Instructions to follow>
Could you write out, word for word, each line from the one containing "true, (0.0, 0.0)));" to the last line of the data below, both included and nothing more?

Dataset entries>
↓↓↓
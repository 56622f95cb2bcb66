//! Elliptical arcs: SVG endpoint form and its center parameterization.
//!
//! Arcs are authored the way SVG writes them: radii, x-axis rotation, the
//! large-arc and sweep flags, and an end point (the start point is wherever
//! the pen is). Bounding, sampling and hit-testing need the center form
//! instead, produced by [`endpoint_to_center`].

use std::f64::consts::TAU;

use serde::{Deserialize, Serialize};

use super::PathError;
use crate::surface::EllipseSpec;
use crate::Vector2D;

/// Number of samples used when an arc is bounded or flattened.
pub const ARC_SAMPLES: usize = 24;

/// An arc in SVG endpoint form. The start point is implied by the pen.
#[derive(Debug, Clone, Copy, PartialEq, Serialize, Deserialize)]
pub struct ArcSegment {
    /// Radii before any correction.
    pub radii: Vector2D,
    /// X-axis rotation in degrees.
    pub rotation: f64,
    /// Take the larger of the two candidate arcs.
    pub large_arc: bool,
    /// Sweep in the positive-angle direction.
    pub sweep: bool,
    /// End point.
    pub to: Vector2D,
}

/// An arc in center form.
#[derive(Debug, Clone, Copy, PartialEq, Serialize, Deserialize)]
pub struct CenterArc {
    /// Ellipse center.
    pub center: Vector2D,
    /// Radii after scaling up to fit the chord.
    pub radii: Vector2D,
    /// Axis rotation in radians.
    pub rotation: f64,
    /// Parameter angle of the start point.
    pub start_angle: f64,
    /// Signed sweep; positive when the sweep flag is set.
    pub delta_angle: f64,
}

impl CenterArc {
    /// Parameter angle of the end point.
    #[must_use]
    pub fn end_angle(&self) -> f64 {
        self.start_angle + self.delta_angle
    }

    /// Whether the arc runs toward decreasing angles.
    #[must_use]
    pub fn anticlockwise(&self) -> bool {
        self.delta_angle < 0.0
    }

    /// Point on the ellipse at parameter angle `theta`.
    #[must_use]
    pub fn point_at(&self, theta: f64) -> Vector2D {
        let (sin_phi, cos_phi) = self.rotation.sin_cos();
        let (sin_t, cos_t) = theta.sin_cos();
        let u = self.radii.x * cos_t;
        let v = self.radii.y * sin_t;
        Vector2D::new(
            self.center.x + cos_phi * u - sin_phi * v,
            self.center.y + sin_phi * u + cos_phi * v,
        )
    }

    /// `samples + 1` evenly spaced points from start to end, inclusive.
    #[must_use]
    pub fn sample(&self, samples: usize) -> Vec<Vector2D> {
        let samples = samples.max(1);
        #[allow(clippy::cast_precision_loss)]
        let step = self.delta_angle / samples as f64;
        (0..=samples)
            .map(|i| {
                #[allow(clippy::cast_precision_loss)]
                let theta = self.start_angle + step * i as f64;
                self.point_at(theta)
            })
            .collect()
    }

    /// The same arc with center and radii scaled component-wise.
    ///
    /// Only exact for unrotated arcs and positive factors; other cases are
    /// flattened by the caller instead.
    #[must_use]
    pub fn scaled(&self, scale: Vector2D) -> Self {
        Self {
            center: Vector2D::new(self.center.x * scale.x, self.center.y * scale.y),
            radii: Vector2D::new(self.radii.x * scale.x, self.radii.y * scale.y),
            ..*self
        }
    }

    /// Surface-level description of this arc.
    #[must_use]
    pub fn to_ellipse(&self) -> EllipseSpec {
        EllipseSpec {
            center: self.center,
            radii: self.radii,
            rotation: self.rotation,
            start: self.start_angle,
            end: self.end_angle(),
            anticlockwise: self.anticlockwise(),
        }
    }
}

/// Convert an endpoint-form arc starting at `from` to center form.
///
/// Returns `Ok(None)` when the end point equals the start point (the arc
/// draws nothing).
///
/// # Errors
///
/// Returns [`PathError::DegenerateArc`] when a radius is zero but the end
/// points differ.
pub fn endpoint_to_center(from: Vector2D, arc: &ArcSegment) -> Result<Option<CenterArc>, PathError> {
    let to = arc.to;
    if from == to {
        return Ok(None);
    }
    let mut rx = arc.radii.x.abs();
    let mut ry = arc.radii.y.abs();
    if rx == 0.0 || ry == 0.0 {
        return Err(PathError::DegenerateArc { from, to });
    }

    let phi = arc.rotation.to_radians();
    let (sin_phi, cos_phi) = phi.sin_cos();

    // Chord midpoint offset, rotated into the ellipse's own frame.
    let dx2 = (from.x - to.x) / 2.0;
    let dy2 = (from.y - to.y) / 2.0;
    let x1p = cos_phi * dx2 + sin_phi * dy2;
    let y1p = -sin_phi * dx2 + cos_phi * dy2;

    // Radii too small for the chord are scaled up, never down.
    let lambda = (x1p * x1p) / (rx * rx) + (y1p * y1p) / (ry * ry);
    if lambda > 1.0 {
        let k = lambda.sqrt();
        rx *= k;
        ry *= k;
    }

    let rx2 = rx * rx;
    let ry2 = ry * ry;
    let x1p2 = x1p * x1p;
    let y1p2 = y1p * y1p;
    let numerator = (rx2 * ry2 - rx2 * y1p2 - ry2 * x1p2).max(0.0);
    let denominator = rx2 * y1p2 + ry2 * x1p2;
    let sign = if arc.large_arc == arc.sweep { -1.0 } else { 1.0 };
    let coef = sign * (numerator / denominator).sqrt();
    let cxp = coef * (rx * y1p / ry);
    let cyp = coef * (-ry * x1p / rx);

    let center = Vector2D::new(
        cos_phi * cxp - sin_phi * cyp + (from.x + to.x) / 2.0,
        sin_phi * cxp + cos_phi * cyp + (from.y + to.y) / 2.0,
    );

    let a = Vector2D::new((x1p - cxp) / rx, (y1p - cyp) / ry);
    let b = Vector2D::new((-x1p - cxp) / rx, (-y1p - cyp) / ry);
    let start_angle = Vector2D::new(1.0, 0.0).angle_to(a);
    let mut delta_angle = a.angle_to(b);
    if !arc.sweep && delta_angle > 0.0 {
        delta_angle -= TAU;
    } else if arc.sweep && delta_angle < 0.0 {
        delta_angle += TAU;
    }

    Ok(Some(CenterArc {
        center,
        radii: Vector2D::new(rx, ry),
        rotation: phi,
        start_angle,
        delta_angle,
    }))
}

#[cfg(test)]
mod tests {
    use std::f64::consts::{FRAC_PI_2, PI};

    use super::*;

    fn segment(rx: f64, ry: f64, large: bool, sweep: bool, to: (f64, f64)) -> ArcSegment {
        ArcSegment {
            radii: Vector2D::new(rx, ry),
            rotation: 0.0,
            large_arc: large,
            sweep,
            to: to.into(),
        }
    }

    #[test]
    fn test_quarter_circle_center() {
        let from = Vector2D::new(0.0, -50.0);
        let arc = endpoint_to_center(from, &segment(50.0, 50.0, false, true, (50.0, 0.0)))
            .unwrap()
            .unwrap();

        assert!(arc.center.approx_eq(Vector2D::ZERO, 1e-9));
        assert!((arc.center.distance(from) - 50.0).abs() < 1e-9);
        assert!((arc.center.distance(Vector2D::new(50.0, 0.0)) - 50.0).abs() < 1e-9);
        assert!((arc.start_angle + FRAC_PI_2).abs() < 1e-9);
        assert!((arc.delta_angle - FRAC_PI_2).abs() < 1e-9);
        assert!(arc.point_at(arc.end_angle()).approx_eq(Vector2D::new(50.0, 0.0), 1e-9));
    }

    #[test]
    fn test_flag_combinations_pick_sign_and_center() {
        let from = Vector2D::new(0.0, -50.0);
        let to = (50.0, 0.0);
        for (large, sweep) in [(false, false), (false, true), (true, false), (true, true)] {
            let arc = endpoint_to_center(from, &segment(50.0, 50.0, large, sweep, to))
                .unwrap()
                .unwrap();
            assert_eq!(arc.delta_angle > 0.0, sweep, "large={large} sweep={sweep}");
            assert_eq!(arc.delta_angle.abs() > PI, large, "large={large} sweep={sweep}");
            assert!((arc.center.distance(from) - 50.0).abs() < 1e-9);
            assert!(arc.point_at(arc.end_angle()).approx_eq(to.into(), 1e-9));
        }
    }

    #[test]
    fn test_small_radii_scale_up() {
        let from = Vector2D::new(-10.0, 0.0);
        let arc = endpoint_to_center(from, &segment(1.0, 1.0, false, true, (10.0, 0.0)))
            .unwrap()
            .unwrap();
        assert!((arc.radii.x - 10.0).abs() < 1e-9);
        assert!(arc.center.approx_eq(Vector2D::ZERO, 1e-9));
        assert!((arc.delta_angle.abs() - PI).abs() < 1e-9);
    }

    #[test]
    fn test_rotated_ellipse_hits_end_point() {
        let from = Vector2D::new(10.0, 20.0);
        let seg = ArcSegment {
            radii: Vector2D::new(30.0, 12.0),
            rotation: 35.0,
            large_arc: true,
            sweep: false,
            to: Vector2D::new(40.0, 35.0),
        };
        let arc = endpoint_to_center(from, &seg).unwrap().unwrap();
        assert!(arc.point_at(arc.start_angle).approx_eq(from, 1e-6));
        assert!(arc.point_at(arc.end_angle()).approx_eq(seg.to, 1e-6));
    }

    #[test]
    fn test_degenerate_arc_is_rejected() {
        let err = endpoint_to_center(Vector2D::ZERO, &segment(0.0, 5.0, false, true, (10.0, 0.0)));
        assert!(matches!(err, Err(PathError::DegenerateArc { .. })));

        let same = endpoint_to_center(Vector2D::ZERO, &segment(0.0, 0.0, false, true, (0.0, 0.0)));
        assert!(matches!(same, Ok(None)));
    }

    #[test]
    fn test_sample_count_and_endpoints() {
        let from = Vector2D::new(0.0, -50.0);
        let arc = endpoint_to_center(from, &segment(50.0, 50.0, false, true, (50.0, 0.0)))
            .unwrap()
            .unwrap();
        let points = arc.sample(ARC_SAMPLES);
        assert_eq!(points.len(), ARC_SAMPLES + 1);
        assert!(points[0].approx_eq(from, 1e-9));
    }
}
↑↑↑
Result of this exercise>
        let same = endpoint_to_center(Vector2D::ZERO, &segment(0.0, 0.0, false, true, (0.0, 0.0)));
        assert!(matches!(same, Ok(None)));
    }

    #[test]
    fn test_sample_count_and_endpoints() {
        let from = Vector2D::new(0.0, -50.0);
        let arc = endpoint_to_center(from, &segment(50.0, 50.0, false, true, (50.0, 0.0)))
            .unwrap()
            .unwrap();
        let points = arc.sample(ARC_SAMPLES);
        assert_eq!(points.len(), ARC_SAMPLES + 1);
        assert!(points[0].approx_eq(from, 1e-9));
    }
}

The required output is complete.